Lecchini, staccate quelle lingue (di Marco Travaglio)

(Marco Travaglio – Il Fatto Quotidiano) – Il momento del distacco è sempre traumatico. Specie per la lingua del lecchino incollata alle terga del leccato. Tantopiù se il lecchino programma la lingua per anni di leccaggio e poi è costretto a troncare bruscamente l’attività: è il celebre anilingus interruptus. Massima solidarietà dunque ai leccaDraghi che non riescono a smettere. E, mentre i Migliori salutano con l’ultima boiata (a 5 giorni dal voto, non sappiamo ancora gli eletti perché al Viminale hanno perso il pallottoliere), lo candidano ai ruoli più improbabili, pur di allontanare l’amaro calice. Breve riepilogo.

Tenutario di una fantomatica Agenda omonima, smentita da lui stesso. Proprietario a vita di Palazzo Chigi per usucapione, a prescindere dall’esito elettorale, che però premia i suoi avversari. “Capo del centrosinistra” (Riformista 22.7), che purtroppo non lo sapeva e schierava Letta. Capofila di un’“area Draghi contro l’area Putin” (Renzi dixit), due aree sconosciute anche nel comparto edilizio. Leader di un “movimento presente nel Paese che ora dobbiamo trascinare” per volontà di Ceccanti, che poi non trascina neppure se stesso e viene trombato.

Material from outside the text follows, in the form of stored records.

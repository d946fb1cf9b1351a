//! Scriptable in-memory `ContainerClient` for tests and dev mode.

use std::collections::{BTreeMap, BTreeSet, HashMap};
use std::time::Duration;

use async_trait::async_trait;
use bytes::Bytes;
use futures::stream::{self, BoxStream};
use futures::StreamExt;
use parking_lot::Mutex;

use crate::client::{
    ContainerClient, ContainerSpec, ContainerState, ContainerStats, ContainerSummary, LogChunk,
    LogOptions, StdStream,
};
use crate::error::{Result, RuntimeError};

#[derive(Debug, Clone)]
pub struct MockContainer {
    pub id: String,
    pub name: String,
    pub image: String,
    pub network: Option<String>,
    pub state: String,
}

#[derive(Debug, Default)]
struct Inner {
    next_id: u64,
    containers: BTreeMap<String, MockContainer>,
    networks: BTreeMap<String, HashMap<String, String>>,
    volumes: BTreeSet<String>,
    pulled: BTreeSet<String>,
    missing_images: BTreeSet<String>,
    auth_failing_images: BTreeSet<String>,
    /// Image → remaining transient failures before a pull succeeds.
    flaky_pulls: BTreeMap<String, u32>,
    fail_ping: bool,
    /// Container names whose start call fails.
    fail_start: BTreeSet<String>,
    logs: BTreeMap<String, Vec<LogChunk>>,
    ops: Vec<String>,
}

/// Every operation is recorded in order, so tests can assert on protocol
/// (pull before create, create before start, cleanup after failure).
#[derive(Debug, Default)]
pub struct MockContainerClient {
    inner: Mutex<Inner>,
}

impl MockContainerClient {
    pub fn new() -> Self {
        Self::default()
    }

    pub fn set_fail_ping(&self, fail: bool) {
        self.inner.lock().fail_ping = fail;
    }

    /// Pulls of `image` fail permanently with `ImageNotFound`.
    pub fn set_missing_image(&self, image: &str) {
        self.inner.lock().missing_images.insert(image.to_string());
    }

    /// Pulls of `image` fail permanently with `AuthFailure`.
    pub fn set_auth_failure(&self, image: &str) {
        self.inner
            .lock()
            .auth_failing_images
            .insert(image.to_string());
    }

    /// The next `failures` pulls of `image` fail transiently, then succeed.
    pub fn set_flaky_pull(&self, image: &str, failures: u32) {
        self.inner.lock().flaky_pulls.insert(image.to_string(), failures);
    }

    /// Starting a container with this name fails.
    pub fn set_fail_start(&self, container_name: &str) {
        self.inner.lock().fail_start.insert(container_name.to_string());
    }

    pub fn set_logs(&self, container_id: &str, chunks: Vec<(StdStream, &str)>) {
        let chunks = chunks
            .into_iter()
            .map(|(stream, line)| LogChunk {
                stream,
                message: Bytes::copy_from_slice(line.as_bytes()),
            })
            .collect();
        self.inner.lock().logs.insert(container_id.to_string(), chunks);
    }

    pub fn containers(&self) -> Vec<MockContainer> {
        self.inner.lock().containers.values().cloned().collect()
    }

    pub fn networks(&self) -> Vec<String> {
        self.inner.lock().networks.keys().cloned().collect()
    }

    pub fn operations(&self) -> Vec<String> {
        self.inner.lock().ops.clone()
    }

    fn record(&self, op: String) {
        self.inner.lock().ops.push(op);
    }
}

#[async_trait]
impl ContainerClient for MockContainerClient {
    async fn ping(&self) -> Result<()> {
        if self.inner.lock().fail_ping {
            return Err(RuntimeError::Connection("mock ping failure".to_string()));
        }
        self.record("ping".to_string());
        Ok(())
    }

    async fn pull_image(&self, image: &str) -> Result<()> {
        let mut inner = self.inner.lock();
        inner.ops.push(format!("pull {image}"));
        if inner.missing_images.contains(image) {
            return Err(RuntimeError::ImageNotFound(image.to_string()));
        }
        if inner.auth_failing_images.contains(image) {
            return Err(RuntimeError::AuthFailure(image.to_string()));
        }
        if let Some(remaining) = inner.flaky_pulls.get_mut(image) {
            if *remaining > 0 {
                *remaining -= 1;
                return Err(RuntimeError::Connection("mock registry flake".to_string()));
            }
        }
        inner.pulled.insert(image.to_string());
        Ok(())
    }

    async fn image_exists(&self, image: &str) -> Result<bool> {
        Ok(self.inner.lock().pulled.contains(image))
    }

    async fn create_container(&self, spec: &ContainerSpec) -> Result<String> {
        let mut inner = self.inner.lock();
        inner.next_id += 1;
        let id = format!("mock-{:08x}", inner.next_id);
        inner.ops.push(format!("create {} ({id})", spec.name));
        inner.containers.insert(
            id.clone(),
            MockContainer {
                id: id.clone(),
                name: spec.name.clone(),
                image: spec.image.clone(),
                network: spec.network.clone(),
                state: "created".to_string(),
            },
        );
        Ok(id)
    }

    async fn start_container(&self, id: &str) -> Result<()> {
        let mut inner = self.inner.lock();
        inner.ops.push(format!("start {id}"));
        let name = inner
            .containers
            .get(id)
            .map(|c| c.name.clone())
            .ok_or_else(|| RuntimeError::ContainerNotFound(id.to_string()))?;
        if inner.fail_start.contains(&name) {
            return Err(RuntimeError::Api {
                status: 500,
                message: format!("mock start failure for {name}"),
            });
        }
        inner.containers.get_mut(id).expect("checked above").state = "running".to_string();
        Ok(())
    }

    async fn stop_container(&self, id: &str, _timeout: Duration) -> Result<()> {
        let mut inner = self.inner.lock();
        inner.ops.push(format!("stop {id}"));
        match inner.containers.get_mut(id) {
            Some(container) => {
                container.state = "exited".to_string();
                Ok(())
            }
            None => Err(RuntimeError::ContainerNotFound(id.to_string())),
        }
    }

    async fn remove_container(&self, id: &str, _force: bool) -> Result<()> {
        let mut inner = self.inner.lock();
        inner.ops.push(format!("remove {id}"));
        inner.containers.remove(id);
        Ok(())
    }

    async fn inspect_container(&self, id: &str) -> Result<ContainerState> {
        let inner = self.inner.lock();
        let container = inner
            .containers
            .get(id)
            .ok_or_else(|| RuntimeError::ContainerNotFound(id.to_string()))?;
        Ok(ContainerState {
            status: container.state.clone(),
            health: None,
            started_at: None,
        })
    }

    async fn list_containers(&self, _label: &str) -> Result<Vec<ContainerSummary>> {
        Ok(self
            .inner
            .lock()
            .containers
            .values()
            .map(|c| ContainerSummary {
                id: c.id.clone(),
                name: c.name.clone(),
                image: c.image.clone(),
                state: c.state.clone(),
            })
            .collect())
    }

    async fn container_logs(
        &self,
        id: &str,
        _opts: &LogOptions,
    ) -> Result<BoxStream<'static, Result<LogChunk>>> {
        let chunks = self.inner.lock().logs.get(id).cloned().unwrap_or_default();
        Ok(stream::iter(chunks.into_iter().map(Ok)).boxed())
    }

    async fn container_stats(&self, id: &str) -> Result<ContainerStats> {
        if !self.inner.lock().containers.contains_key(id) {
            return Err(RuntimeError::ContainerNotFound(id.to_string()));
        }
        Ok(ContainerStats {
            cpu_percent: 1.5,
            memory_usage_bytes: 64 << 20,
            memory_limit_bytes: 512 << 20,
            memory_percent: 12.5,
            pids: 3,
            ..Default::default()
        })
    }

    async fn create_network(&self, name: &str, labels: &HashMap<String, String>) -> Result<()> {
        let mut inner = self.inner.lock();
        inner.ops.push(format!("create_network {name}"));
        if let Some(existing) = inner.networks.get(name) {
            if labels.iter().all(|(k, v)| existing.get(k) == Some(v)) {
                return Ok(());
            }
            return Err(RuntimeError::Api {
                status: 409,
                message: format!("network {name} exists with foreign labels"),
            });
        }
        inner.networks.insert(name.to_string(), labels.clone());
        Ok(())
    }

    async fn remove_network(&self, name: &str) -> Result<()> {
        let mut inner = self.inner.lock();
        inner.ops.push(format!("remove_network {name}"));
        inner.networks.remove(name);
        Ok(())
    }

    async fn connect_network(&self, _network: &str, _container: &str) -> Result<()> {
        Ok(())
    }

    async fn disconnect_network(&self, _network: &str, _container: &str) -> Result<()> {
        Ok(())
    }

    async fn create_volume(&self, name: &str, _labels: &HashMap<String, String>) -> Result<()> {
        self.inner.lock().volumes.insert(name.to_string());
        Ok(())
    }

    async fn remove_volume(&self, name: &str) -> Result<()> {
        self.inner.lock().volumes.remove(name);
        Ok(())
    }
}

Premier investito da Calenda di un “Draghi-bis a maggioranza Ursula con FdI e Lega senza 5Stelle” (decisivi per eleggere Ursula, mentre FdI e Lega votarono contro), anzi “senza FdI, Lega e M5S” (ma soprattutto senza numeri).

Titolare di “un ruolo dopo il 25” per espresso desiderio di Letta, che però non avrà un ruolo dopo il 25. Globetrotter che “vola negli Usa a rassicurare gli investitori” e “l’Onu su Lega e FdI” (Stampa, 5.8 e 18.9). Protagonista di un “asse invisibile con Meloni” (Stampa, 2.9). Autore di un testamento che lascia a Letta “l’eredità di Draghi” (Letta dixit), mai trovato come l’agenda. Nuovo Fregoli che si traveste da Daniele Franco, anzi “SuperFranco” che va “confermato” al Tesoro; oppure da Colao, che “Letta prova ad arruolare come erede di Draghi” (Foglio, 13 e 17.9).

“Garante della continuità dell’Italia agli occhi del mondo” (Stampa, 20.9). “Regista della transizione” (Rep, 29.9), che poi è ciò che fanno tutti i premier scaduti prima di sloggiare. Firmatario di un “patto Meloni-Draghi” per farle da “garante” e portare all’Ue il verbo della leader (muta, o afona, o semplicemente timida): “Kiev e conti pubblici, Meloni starà ai patti” (Rep, 28.9), smentito dall’interessato con toni seccati: “Non ho stretto alcun patto né preso alcun impegno a garantire alcunché”. Monito piuttosto netto, che rivela un certo fastidio del premier verso i suoi cortigiani. E ricorda quello altrettanto liberatorio rivolto al casinò di Montecarlo dal Megadirettore Clamoroso Duca Conte Pier Carlo ing. Semenzara al rag. Ugo Fantozzi: “E la smetta di toccarmi il culo!”.